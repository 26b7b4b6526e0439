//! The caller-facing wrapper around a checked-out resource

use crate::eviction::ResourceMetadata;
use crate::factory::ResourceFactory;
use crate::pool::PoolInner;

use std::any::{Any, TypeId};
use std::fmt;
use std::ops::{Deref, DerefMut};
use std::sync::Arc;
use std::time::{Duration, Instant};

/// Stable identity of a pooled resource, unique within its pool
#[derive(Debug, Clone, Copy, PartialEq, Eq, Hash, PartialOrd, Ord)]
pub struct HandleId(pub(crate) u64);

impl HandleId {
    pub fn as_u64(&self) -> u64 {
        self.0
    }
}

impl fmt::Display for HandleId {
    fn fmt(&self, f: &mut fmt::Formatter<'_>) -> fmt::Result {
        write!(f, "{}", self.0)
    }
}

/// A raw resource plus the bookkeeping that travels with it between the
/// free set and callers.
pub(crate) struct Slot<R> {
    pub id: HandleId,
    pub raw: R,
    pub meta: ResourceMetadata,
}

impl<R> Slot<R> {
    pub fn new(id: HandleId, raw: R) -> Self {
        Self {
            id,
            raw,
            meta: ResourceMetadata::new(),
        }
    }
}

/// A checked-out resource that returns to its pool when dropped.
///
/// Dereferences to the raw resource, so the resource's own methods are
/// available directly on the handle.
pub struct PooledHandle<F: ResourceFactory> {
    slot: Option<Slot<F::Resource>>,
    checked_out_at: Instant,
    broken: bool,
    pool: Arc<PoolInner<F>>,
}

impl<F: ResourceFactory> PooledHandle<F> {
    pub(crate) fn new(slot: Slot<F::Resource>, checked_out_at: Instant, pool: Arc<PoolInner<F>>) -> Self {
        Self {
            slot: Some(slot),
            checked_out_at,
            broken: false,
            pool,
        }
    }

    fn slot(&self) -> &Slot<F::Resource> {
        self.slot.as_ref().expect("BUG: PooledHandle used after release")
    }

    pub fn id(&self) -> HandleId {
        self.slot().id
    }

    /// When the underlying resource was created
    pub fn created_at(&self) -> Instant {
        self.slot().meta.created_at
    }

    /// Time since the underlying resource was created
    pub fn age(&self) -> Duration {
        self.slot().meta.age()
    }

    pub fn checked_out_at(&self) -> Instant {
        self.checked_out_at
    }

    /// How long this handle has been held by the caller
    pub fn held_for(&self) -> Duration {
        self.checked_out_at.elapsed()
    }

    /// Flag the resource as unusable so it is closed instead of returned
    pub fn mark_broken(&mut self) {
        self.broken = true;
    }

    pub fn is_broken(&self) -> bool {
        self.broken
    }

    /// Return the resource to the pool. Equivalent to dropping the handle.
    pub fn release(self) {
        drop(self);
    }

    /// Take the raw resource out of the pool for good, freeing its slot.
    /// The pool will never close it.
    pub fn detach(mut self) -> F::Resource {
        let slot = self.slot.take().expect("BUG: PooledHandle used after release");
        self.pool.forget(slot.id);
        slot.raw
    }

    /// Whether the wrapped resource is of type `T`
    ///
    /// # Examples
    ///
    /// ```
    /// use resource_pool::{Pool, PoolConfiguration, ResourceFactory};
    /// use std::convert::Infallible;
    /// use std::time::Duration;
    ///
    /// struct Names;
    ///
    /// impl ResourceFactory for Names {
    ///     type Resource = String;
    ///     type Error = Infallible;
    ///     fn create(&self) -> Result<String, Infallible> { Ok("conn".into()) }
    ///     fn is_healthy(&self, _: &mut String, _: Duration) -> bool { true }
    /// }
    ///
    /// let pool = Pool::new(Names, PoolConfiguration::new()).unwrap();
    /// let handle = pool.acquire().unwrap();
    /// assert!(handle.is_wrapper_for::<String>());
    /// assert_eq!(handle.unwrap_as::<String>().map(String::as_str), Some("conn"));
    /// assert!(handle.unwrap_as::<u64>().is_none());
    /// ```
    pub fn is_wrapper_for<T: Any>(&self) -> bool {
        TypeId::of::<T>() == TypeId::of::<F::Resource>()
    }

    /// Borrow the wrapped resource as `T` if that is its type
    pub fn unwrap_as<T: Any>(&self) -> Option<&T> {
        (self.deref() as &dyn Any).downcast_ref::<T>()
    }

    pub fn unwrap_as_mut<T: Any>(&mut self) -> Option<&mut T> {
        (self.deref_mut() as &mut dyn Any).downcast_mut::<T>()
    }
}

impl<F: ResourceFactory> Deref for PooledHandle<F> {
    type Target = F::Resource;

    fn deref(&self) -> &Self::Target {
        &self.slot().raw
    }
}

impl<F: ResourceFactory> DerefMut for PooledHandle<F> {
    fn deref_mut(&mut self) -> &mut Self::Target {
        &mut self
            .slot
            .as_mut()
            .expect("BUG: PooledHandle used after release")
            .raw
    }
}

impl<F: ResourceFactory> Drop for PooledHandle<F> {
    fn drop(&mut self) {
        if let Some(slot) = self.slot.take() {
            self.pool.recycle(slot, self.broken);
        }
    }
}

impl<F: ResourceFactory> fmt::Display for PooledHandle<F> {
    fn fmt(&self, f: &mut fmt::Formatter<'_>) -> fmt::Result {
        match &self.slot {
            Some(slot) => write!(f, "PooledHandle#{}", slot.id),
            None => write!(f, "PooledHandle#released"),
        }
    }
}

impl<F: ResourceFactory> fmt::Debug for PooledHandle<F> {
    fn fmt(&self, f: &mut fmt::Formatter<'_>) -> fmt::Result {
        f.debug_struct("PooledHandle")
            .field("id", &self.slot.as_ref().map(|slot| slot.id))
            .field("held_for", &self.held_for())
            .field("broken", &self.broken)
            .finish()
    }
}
++++++++
● TASK TO COMPLETE:
In the material above, find every line with the word "underlying" and show it.

● SOLUTION FOR THIS EXERCISE:
    /// When the underlying resource was created
    /// Time since the underlying resource was created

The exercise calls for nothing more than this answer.